A patient with cortical blindness has no vision but the response of his/her pupil to light is intact (as the reflex does not involve the cortex). Therefore, one diagnostic test for cortical blindness is to first objectively verify the optic nerves and the non-cortical functions of the eyes are functioning normally. This involves confirming that patient can distinguish light/dark, and that his/her pupils dilate and contract with light exposure. Then, the patient is asked to describe something he/she would be able to recognize with normal vision. For example, the patient would be asked the following:
- "How many fingers am I holding up?"
- "What does that sign (on a custodian's closet, a restroom door, an exit sign) say?"
- "What kind of vending machine (with a vivid picture of a well-known brand name on it) is that?"
Patients with cortical blindness will not be able to identify the item being questioned about at all or will not be able to provide any details other than color or perhaps general shape. This indicates that the lack of vision is neurological rather than ocular. It specifically indicates that the occipital cortex is unable to correctly process and interpret the intact input coming from the retinas.
Fundoscopy should be normal in cases of cortical blindness. Cortical blindness can be associated with visual hallucinations, denial of visual loss (Anton–Babinski syndrome), and the ability to perceive moving but not static objects. (Riddoch syndrome).

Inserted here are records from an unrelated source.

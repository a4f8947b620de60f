#![forbid(unsafe_code)]

//! Headless mind-map model.
//!
//! - `model`: arena node tree and the module document format
//! - `geom`: screen/logical coordinate spaces, viewport math, zoom-to-fit
//! - `config`: JSON-backed viewer configuration

pub mod config;
pub mod error;
pub mod geom;
pub mod model;

pub use config::ViewerConfig;
pub use error::{Error, Result};
pub use geom::{
    LogicalPoint, LogicalSpace, LogicalVector, ScreenPoint, ScreenSize, ScreenSpace,
    ScreenVector, Viewport, ZoomBounds, logical_point, screen_point, screen_size,
    screen_vector,
};
pub use model::{Document, NodeRecord, NodeTree, Positions, QuizQuestion, ROOT_ID};
//! Frame-stepped force-directed organize run.
//!
//! The engine never schedules itself. Its owner calls [`ForceLayout::tick`] once per frame and
//! stops asking once a tick reports [`TickOutcome::Converged`].

use crate::rng::{RandomSource, XorShift64Star};
use crate::settings::LayoutSettings;
use mindweave_core::geom::{LogicalBox, LogicalVector, logical_point, logical_vector};
use mindweave_core::{LogicalPoint, NodeTree, Positions};
use rustc_hash::FxHashMap;

/// Per-node simulation state. Lives only for the duration of one run.
#[derive(Debug, Clone, Copy, Default, PartialEq)]
pub struct PhysicsBody {
    pub velocity: LogicalVector,
    pub force: LogicalVector,
}

#[derive(Debug, Clone, Copy, PartialEq, Eq)]
pub enum OrganizeStart {
    Started,
    /// A run was already active; its temperature was raised back to the initial value.
    Boosted,
}

#[derive(Debug, Clone, Copy, PartialEq, Eq)]
pub enum EndReason {
    Converged,
    Stopped,
}

#[derive(Debug, Clone, Copy, PartialEq, Eq)]
pub struct LayoutEnd {
    pub frames: usize,
    pub reason: EndReason,
}

#[derive(Debug, Clone, Copy, PartialEq)]
pub enum TickOutcome {
    /// No run is active.
    Idle,
    Running { temperature: f64 },
    Converged(LayoutEnd),
}

#[derive(Debug)]
struct Run {
    ids: Vec<String>,
    bodies: Vec<PhysicsBody>,
    edges: Vec<(usize, usize)>,
    center: LogicalPoint,
    temperature: f64,
    frames: usize,
}

pub struct ForceLayout {
    settings: LayoutSettings,
    rng: Box<dyn RandomSource>,
    run: Option<Run>,
}

impl std::fmt::Debug for ForceLayout {
    fn fmt(&self, f: &mut std::fmt::Formatter<'_>) -> std::fmt::Result {
        f.debug_struct("ForceLayout")
            .field("settings", &self.settings)
            .field("run", &self.run)
            .finish_non_exhaustive()
    }
}

impl ForceLayout {
    pub fn new(settings: LayoutSettings) -> Self {
        let rng = match settings.seed {
            Some(seed) => XorShift64Star::new(seed),
            None => XorShift64Star::from_entropy(),
        };
        Self {
            settings,
            rng: Box::new(rng),
            run: None,
        }
    }

    /// Replaces the source used to seed unplaced nodes.
    pub fn with_random_source(mut self, source: impl RandomSource + 'static) -> Self {
        self.rng = Box::new(source);
        self
    }

    pub fn settings(&self) -> &LayoutSettings {
        &self.settings
    }

    pub fn is_running(&self) -> bool {
        self.run.is_some()
    }

    pub fn temperature(&self) -> Option<f64> {
        self.run.as_ref().map(|r| r.temperature)
    }

    /// Begins a run over every node of `tree`, or boosts the active one.
    ///
    /// Nodes without a position are seeded uniformly inside `area` and written to `positions`
    /// right away. Gravity pulls towards the center of `area`.
    pub fn start(
        &mut self,
        tree: &NodeTree,
        positions: &mut Positions,
        area: LogicalBox,
    ) -> OrganizeStart {
        if let Some(run) = self.run.as_mut() {
            run.temperature = self.settings.initial_temperature;
            tracing::debug!(
                nodes = run.ids.len(),
                frames = run.frames,
                "organize boosted"
            );
            return OrganizeStart::Boosted;
        }

        let ids: Vec<String> = tree.ids().map(str::to_string).collect();
        let index: FxHashMap<&str, usize> = ids
            .iter()
            .enumerate()
            .map(|(i, id)| (id.as_str(), i))
            .collect();

        let mut seeded = 0usize;
        for id in &ids {
            if positions.contains_key(id) {
                continue;
            }
            let x = area.min.x + self.rng.next_f64() * area.width();
            let y = area.min.y + self.rng.next_f64() * area.height();
            positions.insert(id.clone(), logical_point(x, y));
            seeded += 1;
        }

        let edges: Vec<(usize, usize)> = tree
            .edges()
            .filter_map(|(parent, child)| Some((*index.get(parent)?, *index.get(child)?)))
            .collect();

        tracing::debug!(
            nodes = ids.len(),
            edges = edges.len(),
            seeded,
            "organize started"
        );

        self.run = Some(Run {
            bodies: vec![PhysicsBody::default(); ids.len()],
            ids,
            edges,
            center: area.center(),
            temperature: self.settings.initial_temperature,
            frames: 0,
        });
        OrganizeStart::Started
    }

    /// Cancels the active run, rounding the positions it touched. Idle engines return `None`.
    pub fn stop(&mut self, positions: &mut Positions) -> Option<LayoutEnd> {
        let run = self.run.take()?;
        round_positions(&run.ids, positions);
        tracing::debug!(frames = run.frames, "organize stopped");
        Some(LayoutEnd {
            frames: run.frames,
            reason: EndReason::Stopped,
        })
    }

    /// Advances the simulation by one frame.
    pub fn tick(&mut self, positions: &mut Positions) -> TickOutcome {
        let Some(run) = self.run.as_mut() else {
            return TickOutcome::Idle;
        };

        if !run.ids.is_empty() {
            step(run, &self.settings, positions);
        }
        run.temperature *= self.settings.cooling_rate;
        run.frames += 1;
        tracing::trace!(
            frame = run.frames,
            temperature = run.temperature,
            "organize frame"
        );

        if run.ids.is_empty() || run.temperature < self.settings.min_temperature {
            let frames = run.frames;
            if let Some(run) = self.run.take() {
                round_positions(&run.ids, positions);
            }
            tracing::debug!(frames, "organize converged");
            return TickOutcome::Converged(LayoutEnd {
                frames,
                reason: EndReason::Converged,
            });
        }
        TickOutcome::Running {
            temperature: run.temperature,
        }
    }

    /// Ticks until the active run ends. Returns `None` when idle.
    pub fn run_to_end(&mut self, positions: &mut Positions) -> Option<LayoutEnd> {
        loop {
            match self.tick(positions) {
                TickOutcome::Idle => return None,
                TickOutcome::Running { .. } => {}
                TickOutcome::Converged(end) => return Some(end),
            }
        }
    }
}

fn step(run: &mut Run, s: &LayoutSettings, positions: &mut Positions) {
    // Nodes removed from `positions` mid-run sit out the frame.
    let points: Vec<Option<LogicalPoint>> = run
        .ids
        .iter()
        .map(|id| positions.get(id).copied())
        .collect();

    for (body, p) in run.bodies.iter_mut().zip(&points) {
        body.force = match p {
            Some(p) => (run.center - *p) * s.gravity,
            None => LogicalVector::zero(),
        };
    }

    for i in 0..points.len() {
        let Some(pi) = points[i] else { continue };
        for j in (i + 1)..points.len() {
            let Some(pj) = points[j] else { continue };
            let delta = pi - pj;
            let dist = delta.length();
            let dir = if dist > 0.0 {
                delta / dist
            } else {
                coincident_direction(i, j)
            };
            let d = dist.max(1.0);
            let f = dir * (s.repulsion / (d * d));

            let (left, right) = run.bodies.split_at_mut(j);
            left[i].force += f;
            right[0].force -= f;
        }
    }

    for &(a, b) in &run.edges {
        let (Some(pa), Some(pb)) = (points[a], points[b]) else {
            continue;
        };
        let delta = pb - pa;
        let dist = delta.length();
        if !(dist > 0.0) {
            continue;
        }
        let f = (delta / dist) * (s.attraction * (dist - s.ideal_edge_length));
        run.bodies[a].force += f;
        run.bodies[b].force -= f;
    }

    for ((id, body), p) in run.ids.iter().zip(run.bodies.iter_mut()).zip(&points) {
        let Some(p) = p else { continue };
        let mut v = (body.velocity + body.force * s.time_step) * s.damping;
        let speed = v.length();
        if !speed.is_finite() {
            v = LogicalVector::zero();
        } else if speed > run.temperature {
            v = v * (run.temperature / speed);
        }
        body.velocity = v;

        let next = *p + v;
        if next.x.is_finite() && next.y.is_finite() {
            if let Some(slot) = positions.get_mut(id) {
                *slot = next;
            }
        } else {
            body.velocity = LogicalVector::zero();
        }
    }
}

/// Stable pseudo-direction for two nodes sitting on exactly the same point.
fn coincident_direction(i: usize, j: usize) -> LogicalVector {
    const GOLDEN_ANGLE: f64 = 2.399_963_229_728_653;
    let angle = (i * 31 + j) as f64 * GOLDEN_ANGLE;
    logical_vector(angle.cos(), angle.sin())
}

fn round_positions(ids: &[String], positions: &mut Positions) {
    for id in ids {
        if let Some(p) = positions.get_mut(id) {
            *p = p.round();
        }
    }
}
pub type Result<T> = std::result::Result<T, Error>;

#[derive(Debug, thiserror::Error)]
pub enum Error {
    #[error("document JSON error: {0}")]
    Json(#[from] serde_json::Error),

    #[error("node tree has no `root` node")]
    MissingRoot,

    #[error("node `{parent}` lists missing child `{child}`")]
    MissingChild { parent: String, child: String },

    #[error("node `{child}` is listed as a child of more than one parent")]
    MultipleParents { child: String },

    #[error("the root node is listed as a child of `{parent}`")]
    RootHasParent { parent: String },

    #[error("node tree contains a cycle through `{node}`")]
    Cycle { node: String },

    #[error("node stored under key `{key}` has id `{id}`")]
    IdMismatch { key: String, id: String },

    #[error("node id already in use: {id}")]
    DuplicateNode { id: String },

    #[error("unknown node: {id}")]
    UnknownNode { id: String },

    #[error("the root node of a module cannot be removed")]
    CannotRemoveRoot,
}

The prognosis of a patient with acquired cortical blindness depends largely on the original cause of the blindness. For instance, patients with bilateral occipital lesions have a much lower chance of recovering vision than patients who suffered a transient ischemic attack or women who experienced complications associated with eclampsia. In patients with acquired cortical blindness, a permanent complete loss of vision is rare. The development of cortical blindness into the milder cortical visual impairment is a more likely outcome. Furthermore, some patients regain vision completely, as is the case with transient cortical blindness associated with eclampsia and the side effects of certain anti-epilepsy drugs.
Recent research by Krystel R. Huxlin and others on the relearning of complex visual motion following V1 damage has offered potentially promising treatments for individuals with acquired cortical blindness. These treatments focus on retraining and retuning certain intact pathways of the visual cortex which are more or less preserved in individuals who sustained damage to V1. Huxlin and others found that specific training focused on utilizing the "blind field" of individuals who had sustained V1 damage improved the patients' ability to perceive simple and complex visual motion. This sort of 'relearning' therapy may provide a good workaround for patients with acquired cortical blindness in order to better make sense of the visual environment.